_Task details_
Your output must match the records below character for character.

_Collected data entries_

****************

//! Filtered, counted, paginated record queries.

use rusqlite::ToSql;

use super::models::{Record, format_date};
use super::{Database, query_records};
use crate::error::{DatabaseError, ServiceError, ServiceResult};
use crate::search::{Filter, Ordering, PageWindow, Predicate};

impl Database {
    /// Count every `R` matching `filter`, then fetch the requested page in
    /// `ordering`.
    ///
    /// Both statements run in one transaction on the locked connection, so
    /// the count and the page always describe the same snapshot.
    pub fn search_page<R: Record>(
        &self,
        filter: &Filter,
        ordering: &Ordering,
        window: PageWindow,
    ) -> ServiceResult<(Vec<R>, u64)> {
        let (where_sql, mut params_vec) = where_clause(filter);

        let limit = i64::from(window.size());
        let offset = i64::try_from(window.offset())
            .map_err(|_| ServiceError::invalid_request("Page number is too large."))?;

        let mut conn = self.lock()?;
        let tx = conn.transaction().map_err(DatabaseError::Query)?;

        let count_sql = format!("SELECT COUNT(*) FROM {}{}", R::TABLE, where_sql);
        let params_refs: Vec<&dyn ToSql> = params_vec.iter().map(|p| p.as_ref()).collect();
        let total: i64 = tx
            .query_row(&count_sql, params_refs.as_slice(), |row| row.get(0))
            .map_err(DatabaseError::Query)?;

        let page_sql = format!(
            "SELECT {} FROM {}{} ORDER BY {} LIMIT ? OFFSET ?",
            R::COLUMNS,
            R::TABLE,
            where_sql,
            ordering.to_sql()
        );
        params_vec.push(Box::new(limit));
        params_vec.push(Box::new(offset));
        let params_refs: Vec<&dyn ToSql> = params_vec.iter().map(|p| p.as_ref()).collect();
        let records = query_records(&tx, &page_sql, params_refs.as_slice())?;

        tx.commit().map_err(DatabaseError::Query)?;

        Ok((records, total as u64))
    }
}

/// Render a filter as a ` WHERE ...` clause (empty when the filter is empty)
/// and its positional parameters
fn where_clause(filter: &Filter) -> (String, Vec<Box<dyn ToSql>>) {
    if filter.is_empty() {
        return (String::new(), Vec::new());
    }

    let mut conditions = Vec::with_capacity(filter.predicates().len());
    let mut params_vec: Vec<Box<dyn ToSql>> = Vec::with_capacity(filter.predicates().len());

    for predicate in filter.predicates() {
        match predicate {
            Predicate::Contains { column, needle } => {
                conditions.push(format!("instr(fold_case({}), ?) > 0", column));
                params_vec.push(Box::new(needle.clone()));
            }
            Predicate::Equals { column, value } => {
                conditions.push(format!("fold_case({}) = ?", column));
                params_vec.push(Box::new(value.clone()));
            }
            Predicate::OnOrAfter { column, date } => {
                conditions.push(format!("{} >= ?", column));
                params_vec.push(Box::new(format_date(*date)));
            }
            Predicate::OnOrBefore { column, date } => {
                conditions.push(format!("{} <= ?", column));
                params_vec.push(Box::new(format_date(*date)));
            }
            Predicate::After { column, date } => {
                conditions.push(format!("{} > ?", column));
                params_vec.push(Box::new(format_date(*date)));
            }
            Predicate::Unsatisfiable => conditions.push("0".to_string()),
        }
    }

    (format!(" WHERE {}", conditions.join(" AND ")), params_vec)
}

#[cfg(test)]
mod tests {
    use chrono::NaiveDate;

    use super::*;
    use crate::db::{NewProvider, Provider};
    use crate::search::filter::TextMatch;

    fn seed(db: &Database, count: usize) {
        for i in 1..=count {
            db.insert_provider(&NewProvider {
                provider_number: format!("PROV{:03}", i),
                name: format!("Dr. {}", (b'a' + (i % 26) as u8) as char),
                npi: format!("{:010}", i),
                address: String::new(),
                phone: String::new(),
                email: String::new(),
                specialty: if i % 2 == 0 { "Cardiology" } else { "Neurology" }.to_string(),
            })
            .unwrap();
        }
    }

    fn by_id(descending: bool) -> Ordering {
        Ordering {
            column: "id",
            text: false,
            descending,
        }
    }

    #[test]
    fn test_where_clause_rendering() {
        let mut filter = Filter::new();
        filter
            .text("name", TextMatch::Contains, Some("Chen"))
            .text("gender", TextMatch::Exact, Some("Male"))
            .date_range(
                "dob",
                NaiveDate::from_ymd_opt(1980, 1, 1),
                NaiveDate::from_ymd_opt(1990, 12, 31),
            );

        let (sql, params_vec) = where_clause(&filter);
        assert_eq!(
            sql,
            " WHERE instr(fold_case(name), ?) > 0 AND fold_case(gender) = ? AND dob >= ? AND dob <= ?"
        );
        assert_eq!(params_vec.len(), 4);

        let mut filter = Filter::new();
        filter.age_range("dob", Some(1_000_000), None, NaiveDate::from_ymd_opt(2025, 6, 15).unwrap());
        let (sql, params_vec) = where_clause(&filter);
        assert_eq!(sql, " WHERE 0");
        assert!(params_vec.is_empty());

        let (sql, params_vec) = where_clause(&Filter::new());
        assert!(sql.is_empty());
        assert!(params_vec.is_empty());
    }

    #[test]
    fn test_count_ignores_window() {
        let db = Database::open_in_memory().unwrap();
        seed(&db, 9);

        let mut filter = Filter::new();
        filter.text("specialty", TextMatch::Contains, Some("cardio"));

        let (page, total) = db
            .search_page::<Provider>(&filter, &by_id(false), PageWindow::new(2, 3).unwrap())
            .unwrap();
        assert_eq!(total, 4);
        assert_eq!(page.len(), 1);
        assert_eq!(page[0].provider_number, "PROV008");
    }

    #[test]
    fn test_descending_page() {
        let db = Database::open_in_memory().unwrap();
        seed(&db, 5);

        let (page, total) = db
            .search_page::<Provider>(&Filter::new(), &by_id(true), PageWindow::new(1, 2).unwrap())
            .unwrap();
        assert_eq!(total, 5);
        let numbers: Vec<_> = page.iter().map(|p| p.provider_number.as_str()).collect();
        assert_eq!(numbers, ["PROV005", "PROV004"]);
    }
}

****************

_Your response_
//! Filtered, counted, paginated record queries.

use rusqlite::ToSql;

use super::models::{Record, format_date};
use super::{Database, query_records};
use crate::error::{DatabaseError, ServiceError, ServiceResult};
use crate::search::{Filter, Ordering, PageWindow, Predicate};

impl Database {
    /// Count every `R` matching `filter`, then fetch the requested page in
    /// `ordering`.
    ///
    /// Both statements run in one transaction on the locked connection, so
    /// the count and the page always describe the same snapshot.
    pub fn search_page<R: Record>(
        &self,
        filter: &Filter,
        ordering: &Ordering,
        window: PageWindow,
    ) -> ServiceResult<(Vec<R>, u64)> {
        let (where_sql, mut params_vec) = where_clause(filter);

        let limit = i64::from(window.size());
        let offset = i64::try_from(window.offset())
            .map_err(|_| ServiceError::invalid_request("Page number is too large."))?;

        let mut conn = self.lock()?;
        let tx = conn.transaction().map_err(DatabaseError::Query)?;

        let count_sql = format!("SELECT COUNT(*) FROM {}{}", R::TABLE, where_sql);
        let params_refs: Vec<&dyn ToSql> = params_vec.iter().map(|p| p.as_ref()).collect();
        let total: i64 = tx
            .query_row(&count_sql, params_refs.as_slice(), |row| row.get(0))
            .map_err(DatabaseError::Query)?;

        let page_sql = format!(
            "SELECT {} FROM {}{} ORDER BY {} LIMIT ? OFFSET ?",
            R::COLUMNS,
            R::TABLE,
            where_sql,
            ordering.to_sql()
        );
        params_vec.push(Box::new(limit));
        params_vec.push(Box::new(offset));
        let params_refs: Vec<&dyn ToSql> = params_vec.iter().map(|p| p.as_ref()).collect();
        let records = query_records(&tx, &page_sql, params_refs.as_slice())?;

        tx.commit().map_err(DatabaseError::Query)?;

        Ok((records, total as u64))
    }
}

/// Render a filter as a ` WHERE ...` clause (empty when the filter is empty)
/// and its positional parameters
fn where_clause(filter: &Filter) -> (String, Vec<Box<dyn ToSql>>) {
    if filter.is_empty() {
        return (String::new(), Vec::new());
    }

    let mut conditions = Vec::with_capacity(filter.predicates().len());
    let mut params_vec: Vec<Box<dyn ToSql>> = Vec::with_capacity(filter.predicates().len());

    for predicate in filter.predicates() {
        match predicate {
            Predicate::Contains { column, needle } => {
                conditions.push(format!("instr(fold_case({}), ?) > 0", column));
                params_vec.push(Box::new(needle.clone()));
            }
            Predicate::Equals { column, value } => {
                conditions.push(format!("fold_case({}) = ?", column));
                params_vec.push(Box::new(value.clone()));
            }
            Predicate::OnOrAfter { column, date } => {
                conditions.push(format!("{} >= ?", column));
                params_vec.push(Box::new(format_date(*date)));
            }
            Predicate::OnOrBefore { column, date } => {
                conditions.push(format!("{} <= ?", column));
                params_vec.push(Box::new(format_date(*date)));
            }
            Predicate::After { column, date } => {
                conditions.push(format!("{} > ?", column));
                params_vec.push(Box::new(format_date(*date)));
            }
            Predicate::Unsatisfiable => conditions.push("0".to_string()),
        }
    }

    (format!(" WHERE {}", conditions.join(" AND ")), params_vec)
}

#[cfg(test)]
mod tests {
    use chrono::NaiveDate;

    use super::*;
    use crate::db::{NewProvider, Provider};
    use crate::search::filter::TextMatch;

    fn seed(db: &Database, count: usize) {
        for i in 1..=count {
            db.insert_provider(&NewProvider {
                provider_number: format!("PROV{:03}", i),
                name: format!("Dr. {}", (b'a' + (i % 26) as u8) as char),
                npi: format!("{:010}", i),
                address: String::new(),
                phone: String::new(),
                email: String::new(),
                specialty: if i % 2 == 0 { "Cardiology" } else { "Neurology" }.to_string(),
            })
            .unwrap();
        }
    }

    fn by_id(descending: bool) -> Ordering {
        Ordering {
            column: "id",
            text: false,
            descending,
        }
    }

    #[test]
    fn test_where_clause_rendering() {
        let mut filter = Filter::new();
        filter
            .text("name", TextMatch::Contains, Some("Chen"))
            .text("gender", TextMatch::Exact, Some("Male"))
            .date_range(
                "dob",
                NaiveDate::from_ymd_opt(1980, 1, 1),
                NaiveDate::from_ymd_opt(1990, 12, 31),
            );

        let (sql, params_vec) = where_clause(&filter);
        assert_eq!(
            sql,
            " WHERE instr(fold_case(name), ?) > 0 AND fold_case(gender) = ? AND dob >= ? AND dob <= ?"
        );
        assert_eq!(params_vec.len(), 4);

        let mut filter = Filter::new();
        filter.age_range("dob", Some(1_000_000), None, NaiveDate::from_ymd_opt(2025, 6, 15).unwrap());
        let (sql, params_vec) = where_clause(&filter);
        assert_eq!(sql, " WHERE 0");
        assert!(params_vec.is_empty());

        let (sql, params_vec) = where_clause(&Filter::new());
        assert!(sql.is_empty());
        assert!(params_vec.is_empty());
    }

    #[test]
    fn test_count_ignores_window() {
        let db = Database::open_in_memory().unwrap();
        seed(&db, 9);

        let mut filter = Filter::new();
        filter.text("specialty", TextMatch::Contains, Some("cardio"));

        let (page, total) = db
            .search_page::<Provider>(&filter, &by_id(false), PageWindow::new(2, 3).unwrap())
            .unwrap();
        assert_eq!(total, 4);
        assert_eq!(page.len(), 1);
        assert_eq!(page[0].provider_number, "PROV008");
    }

    #[test]
    fn test_descending_page() {
        let db = Database::open_in_memory().unwrap();
        seed(&db, 5);

        let (page, total) = db
            .search_page::<Provider>(&Filter::new(), &by_id(true), PageWindow::new(1, 2).unwrap())
            .unwrap();
        assert_eq!(total, 5);
        let numbers: Vec<_> = page.iter().map(|p| p.provider_number.as_str()).collect();
        assert_eq!(numbers, ["PROV005", "PROV004"]);
    }
}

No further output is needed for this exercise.